The man hesitated a moment, as if considering what to do. Finally he called, “Just a moment! I’ll have somebody come down and take care of you!”

I shrugged again. I sure wasn’t going anyplace until they came, having no place to go, I wondered what was going on inside. For all I knew I was speaking to the lowest servant in the place—or to the big boss himself.

After a few minutes the huge wooden doors creaked open a bit and a young woman emerged. She was tall and thin and had an almost aristocratic bearing about her. Years ago she’d probably been a really pretty woman, but she was now well into middle age and that usually didn’t wear well on this kind of primitive world. Her hair was white and her face more wrinkled than even her age should have permitted.

What was important was that she was fully dressed in a long dress or robe of deep-purple silk embroidered with gold—an impressive uniform. At least a Master, I told myself, feeling even more helpless and not a little embarrassed by my appearances.

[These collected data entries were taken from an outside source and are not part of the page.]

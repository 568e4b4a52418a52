use dao::DaoError;

pub mod holiday;
pub mod pass;
pub mod user_info;
pub mod work;

pub trait ResultDbErrorExt<T, E> {
    fn map_db_error(self) -> Result<T, DaoError>;
}
impl<T, E: std::error::Error + Send + Sync + 'static> ResultDbErrorExt<T, E> for Result<T, E> {
    fn map_db_error(self) -> Result<T, DaoError> {
        self.map_err(|err| DaoError::DatabaseQueryError(Box::new(err)))
    }
}
use std::sync::LazyLock;

use chrono::Utc;
use futures::future::join_all;
use regex::Regex;
use tracing::{debug, info, warn};
use uuid::Uuid;

use crate::models::{
    Comparator, RunSummary, SignalChange, SignalStatus, Status, ThresholdDefinition,
};
use crate::store::{LatestPoints, SignalStore};
use crate::thresholds::ThresholdDirectory;

pub const EVALUATOR_EDITOR: &str = "cron-evaluator";
pub const CRON_TRIGGER: &str = "cron";

static NUMBER: LazyLock<Regex> =
    LazyLock::new(|| Regex::new(r"-?\d+(?:\.\d+)?").expect("valid number pattern"));

/// First signed decimal in a raw value such as "118% avg" or "$1,204.5B".
pub fn parse_numeric(raw: &str) -> Option<f64> {
    let cleaned = raw.replace(',', "");
    NUMBER
        .find(&cleaned)
        .and_then(|m| m.as_str().parse::<f64>().ok())
}

pub fn classify(value: f64, threshold: &ThresholdDefinition) -> Status {
    match threshold.comparator {
        Comparator::Lt if value < threshold.red => Status::Red,
        Comparator::Lt if value < threshold.amber => Status::Amber,
        Comparator::Gt if value > threshold.red => Status::Red,
        Comparator::Gt if value > threshold.amber => Status::Amber,
        _ => Status::Green,
    }
}

#[derive(Debug)]
pub struct EvaluationRun {
    pub summary: RunSummary,
    pub changes: Vec<SignalChange>,
}

enum SignalResult {
    Informational,
    Unchanged,
    Changed {
        change: SignalChange,
        audit_error: Option<String>,
    },
    Failed(String),
}

pub struct StatusEvaluator<'a, S: SignalStore + ?Sized> {
    store: &'a S,
}

impl<'a, S: SignalStore + ?Sized> StatusEvaluator<'a, S> {
    pub fn new(store: &'a S) -> Self {
        Self { store }
    }

    /// Evaluates every non-overridden signal against `latest`. Only a failure to read the
    /// stored statuses aborts the run; per-signal problems land in `summary.errors`.
    pub async fn run(
        &self,
        directory: &ThresholdDirectory,
        latest: &LatestPoints,
    ) -> anyhow::Result<EvaluationRun> {
        let statuses = self.store.signal_statuses().await?;
        let candidates: Vec<&SignalStatus> = statuses.iter().filter(|s| !s.is_override).collect();
        debug!(
            total = statuses.len(),
            candidates = candidates.len(),
            "Evaluating signal statuses"
        );

        let results = join_all(
            candidates
                .into_iter()
                .map(|status| self.evaluate_one(status, directory, latest)),
        )
        .await;

        let mut summary = RunSummary::default();
        let mut changes = Vec::new();
        for result in results {
            match result {
                SignalResult::Informational => {}
                SignalResult::Unchanged => summary.evaluated += 1,
                SignalResult::Changed {
                    change,
                    audit_error,
                } => {
                    summary.evaluated += 1;
                    summary.changed += 1;
                    if let Some(err) = audit_error {
                        summary.errors.push(err);
                    }
                    changes.push(change);
                }
                SignalResult::Failed(err) => {
                    summary.evaluated += 1;
                    summary.errors.push(err);
                }
            }
        }

        info!(
            evaluated = summary.evaluated,
            changed = summary.changed,
            errors = summary.errors.len(),
            "Status evaluation finished"
        );
        Ok(EvaluationRun { summary, changes })
    }

    async fn evaluate_one(
        &self,
        status: &SignalStatus,
        directory: &ThresholdDirectory,
        latest: &LatestPoints,
    ) -> SignalResult {
        let key = &status.key;
        let Some(threshold) = directory.resolve(key.domino_id, &key.signal_name) else {
            return SignalResult::Informational;
        };
        let Some(point) = latest.get(key) else {
            return SignalResult::Failed(format!("{key}: no data points"));
        };
        let Some(value) = parse_numeric(&point.raw_value) else {
            return SignalResult::Failed(format!(
                "{key}: no numeric value in \"{}\"",
                point.raw_value
            ));
        };

        let computed = classify(value, threshold);
        debug!(
            signal = %key,
            value,
            observed_at = %point.created_at,
            computed = computed.as_str(),
            "Classified signal"
        );
        if status.status.parse::<Status>().ok() == Some(computed) {
            return SignalResult::Unchanged;
        }

        let now = Utc::now();
        match self
            .store
            .update_status(key, &status.status, computed, EVALUATOR_EDITOR, now)
            .await
        {
            Ok(true) => {}
            Ok(false) => {
                debug!(signal = %key, "Signal overridden or moved during evaluation");
                return SignalResult::Unchanged;
            }
            Err(err) => {
                warn!(signal = %key, error = %err, "Status update failed");
                return SignalResult::Failed(format!("{key}: status update failed: {err}"));
            }
        }

        let change = SignalChange {
            id: Uuid::new_v4(),
            domino_id: key.domino_id,
            signal_name: key.signal_name.clone(),
            old_status: status.status.clone(),
            new_status: computed.as_str().to_string(),
            trigger_type: CRON_TRIGGER.to_string(),
            reason: Some(format!(
                "Latest value \"{}\" ({value}) vs {} amber {} / red {}",
                point.raw_value,
                threshold.comparator.as_str(),
                threshold.amber,
                threshold.red
            )),
            changed_at: now,
        };
        info!(
            signal = %key,
            from = %change.old_status,
            to = %change.new_status,
            "Signal status changed"
        );

        let audit_error = match self.store.insert_change(&change).await {
            Ok(()) => None,
            Err(err) => {
                warn!(signal = %key, error = %err, "Status applied but audit write failed");
                Some(format!("{key}: status applied but audit write failed: {err}"))
            }
        };

        SignalResult::Changed {
            change,
            audit_error,
        }
    }
}

#[cfg(test)]
mod tests {
    use super::*;
    use crate::models::SignalKey;
    use crate::store::memory::MemoryStore;
    use chrono::Duration;

    fn threshold(comparator: Comparator, amber: f64, red: f64) -> ThresholdDefinition {
        ThresholdDefinition {
            key: SignalKey::new(1, "test"),
            comparator,
            amber,
            red,
        }
    }

    async fn run(store: &MemoryStore) -> EvaluationRun {
        let directory = ThresholdDirectory::load(store).await;
        let latest = store.latest_data_points().await.unwrap();
        StatusEvaluator::new(store)
            .run(&directory, &latest)
            .await
            .unwrap()
    }

    #[test]
    fn parses_formatted_values() {
        assert_eq!(parse_numeric("118% avg"), Some(118.0));
        assert_eq!(parse_numeric("$1,204.5B"), Some(1204.5));
        assert_eq!(parse_numeric("down -2.3 pts"), Some(-2.3));
        assert_eq!(parse_numeric("212,000 claims"), Some(212_000.0));
        assert_eq!(parse_numeric("n/a"), None);
    }

    #[test]
    fn lt_bands() {
        let t = threshold(Comparator::Lt, 120.0, 110.0);
        assert_eq!(classify(109.9, &t), Status::Red);
        assert_eq!(classify(110.0, &t), Status::Amber);
        assert_eq!(classify(119.9, &t), Status::Amber);
        assert_eq!(classify(120.0, &t), Status::Green);
        assert_eq!(classify(118.0, &t), Status::Amber);
    }

    #[test]
    fn gt_bands() {
        let t = threshold(Comparator::Gt, 25.0, 35.0);
        assert_eq!(classify(35.1, &t), Status::Red);
        assert_eq!(classify(35.0, &t), Status::Amber);
        assert_eq!(classify(25.1, &t), Status::Amber);
        assert_eq!(classify(25.0, &t), Status::Green);
    }

    #[test]
    fn bands_hold_across_a_sweep() {
        let lt = threshold(Comparator::Lt, 50.0, 20.0);
        let gt = threshold(Comparator::Gt, 20.0, 50.0);
        for step in -100..=200 {
            let v = step as f64 * 0.5;
            let expected_lt = if v < 20.0 {
                Status::Red
            } else if v < 50.0 {
                Status::Amber
            } else {
                Status::Green
            };
            let expected_gt = if v > 50.0 {
                Status::Red
            } else if v > 20.0 {
                Status::Amber
            } else {
                Status::Green
            };
            assert_eq!(classify(v, &lt), expected_lt, "lt at {v}");
            assert_eq!(classify(v, &gt), expected_gt, "gt at {v}");
        }
    }

    #[tokio::test]
    async fn nrr_scenario_turns_amber_via_fallback() {
        let store = MemoryStore::default()
            .with_status(5, "SaaS Net Revenue Retention", "green")
            .with_point(5, "SaaS Net Revenue Retention", "118% avg", Utc::now());

        let result = run(&store).await;

        assert!(result.summary.errors.is_empty());
        assert_eq!(result.summary.evaluated, 1);
        assert_eq!(result.summary.changed, 1);
        assert_eq!(result.changes[0].old_status, "green");
        assert_eq!(result.changes[0].new_status, "amber");
        assert_eq!(result.changes[0].trigger_type, "cron");
        assert!(result.changes[0]
            .reason
            .as_deref()
            .unwrap()
            .contains("118% avg"));
        assert_eq!(
            store.status_of(5, "SaaS Net Revenue Retention").as_deref(),
            Some("amber")
        );
    }

    #[tokio::test]
    async fn second_run_is_a_no_op() {
        let store = MemoryStore::default()
            .with_status(6, "VIX", "green")
            .with_point(6, "VIX", "41.2", Utc::now());

        let first = run(&store).await;
        let second = run(&store).await;

        assert_eq!(first.summary.changed, 1);
        assert_eq!(second.summary.changed, 0);
        assert!(second.changes.is_empty());
        assert_eq!(store.change_count(), 1);
    }

    #[tokio::test]
    async fn uses_most_recent_point() {
        let now = Utc::now();
        let store = MemoryStore::default()
            .with_status(6, "VIX", "green")
            .with_point(6, "VIX", "40", now - Duration::hours(2))
            .with_point(6, "VIX", "18", now);

        let result = run(&store).await;
        assert_eq!(result.summary.changed, 0);
        assert_eq!(store.status_of(6, "VIX").as_deref(), Some("green"));
    }

    #[tokio::test]
    async fn overridden_and_informational_signals_are_skipped() {
        let store = MemoryStore::default()
            .with_status(6, "VIX", "green")
            .with_status(1, "Frontier Model Releases", "amber")
            .with_point(6, "VIX", "50", Utc::now());
        store.state.lock().unwrap().statuses[0].is_override = true;

        let result = run(&store).await;

        assert_eq!(result.summary.evaluated, 0);
        assert_eq!(result.summary.changed, 0);
        assert!(result.summary.errors.is_empty());
        assert_eq!(store.status_of(6, "VIX").as_deref(), Some("green"));
    }

    #[tokio::test]
    async fn per_signal_failures_are_isolated() {
        let store = MemoryStore::default()
            .with_status(6, "VIX", "green")
            .with_status(2, "Unemployment Rate", "green")
            .with_status(3, "Consumer Sentiment Index", "green")
            .with_point(6, "VIX", "pending", Utc::now())
            .with_point(3, "Consumer Sentiment Index", "52.1", Utc::now());

        let result = run(&store).await;

        assert_eq!(result.summary.evaluated, 3);
        assert_eq!(result.summary.changed, 1);
        assert_eq!(result.summary.errors.len(), 2);
        assert_eq!(
            store.status_of(3, "Consumer Sentiment Index").as_deref(),
            Some("red")
        );
    }

    #[tokio::test]
    async fn audit_failure_keeps_the_status_change() {
        let store = MemoryStore::default()
            .with_status(6, "VIX", "green")
            .with_point(6, "VIX", "30", Utc::now());
        store.state.lock().unwrap().fail_change_insert = true;

        let result = run(&store).await;

        assert_eq!(result.summary.changed, 1);
        assert_eq!(result.changes.len(), 1);
        assert_eq!(result.summary.errors.len(), 1);
        assert!(result.summary.errors[0].contains("audit"));
        assert_eq!(store.status_of(6, "VIX").as_deref(), Some("amber"));
    }

    #[tokio::test]
    async fn failed_status_write_is_reported_without_audit() {
        let store = MemoryStore::default()
            .with_status(6, "VIX", "green")
            .with_point(6, "VIX", "30", Utc::now());
        store.state.lock().unwrap().fail_status_update_for = Some(SignalKey::new(6, "VIX"));

        let result = run(&store).await;

        assert_eq!(result.summary.changed, 0);
        assert_eq!(result.summary.errors.len(), 1);
        assert_eq!(store.change_count(), 0);
    }

    #[tokio::test]
    async fn overlapping_runs_record_one_transition() {
        let store = MemoryStore::default()
            .with_status(6, "VIX", "green")
            .with_point(6, "VIX", "41.2", Utc::now());
        {
            let mut state = store.state.lock().unwrap();
            state.frozen_statuses = Some(state.statuses.clone());
        }

        let first = run(&store).await;
        let second = run(&store).await;

        assert_eq!(first.summary.changed, 1);
        assert_eq!(second.summary.changed, 0);
        assert!(second.changes.is_empty());
        assert!(second.summary.errors.is_empty());
        assert_eq!(store.change_count(), 1);
        assert_eq!(store.status_of(6, "VIX").as_deref(), Some("red"));
    }

    #[tokio::test]
    async fn status_case_does_not_count_as_a_change() {
        let store = MemoryStore::default()
            .with_status(6, "VIX", "Green")
            .with_status(2, "Unemployment Rate", "unknown")
            .with_point(6, "VIX", "19.4", Utc::now())
            .with_point(2, "Unemployment Rate", "4.3%", Utc::now());

        let result = run(&store).await;

        assert_eq!(result.summary.evaluated, 2);
        assert_eq!(result.summary.changed, 1);
        assert_eq!(result.changes[0].signal_name, "Unemployment Rate");
        assert_eq!(result.changes[0].old_status, "unknown");
        assert_eq!(store.status_of(6, "VIX").as_deref(), Some("Green"));
    }
}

She approached me and walked around me, examining me as if I were some prize animal stock. Her nose twitched a bit, indicating that mingling with the common stock was not altogether to her taste. She smelled of perfumes too sweet to remember the time long ago when she must have been out in the muck herself.

Finally she straightened up, stood back, and took the overall view. I decided it was better to say nothing until she did. No use in blowing protocol. Finally she said, “So you killed Kronlon, eh?” I nodded. “Yes, ma’am.”

“Gior said you claimed to have, ah, disintegrated him or some such term?”

I could only nod again. “That’s true. He decomposed into dust at my touch.”

She nodded back thoughtfully, more to herself than to me. “You use those cultured words freely,” she noted, a trace of surprise in her voice. “Disintegrate. Decompose. And your speech is cultured. You are from Outside?”

I grimaced, knowing her thoughts on my filthy appearance. “Yes, ma’am. I’ve been here some time—how long I’m not sure.”

She put her hand to her chin in a gesture of deep thought. “What were you when you were Outside, Tremon?”

I tried to look as innocent as possible. “I was a, ah, gentleman privateer, ma’am.” • She snickered. “A pirate, you mean.” “For political motives,” I replied. “The Confederacy had a basic concept that I disagreed with and I took action against it.”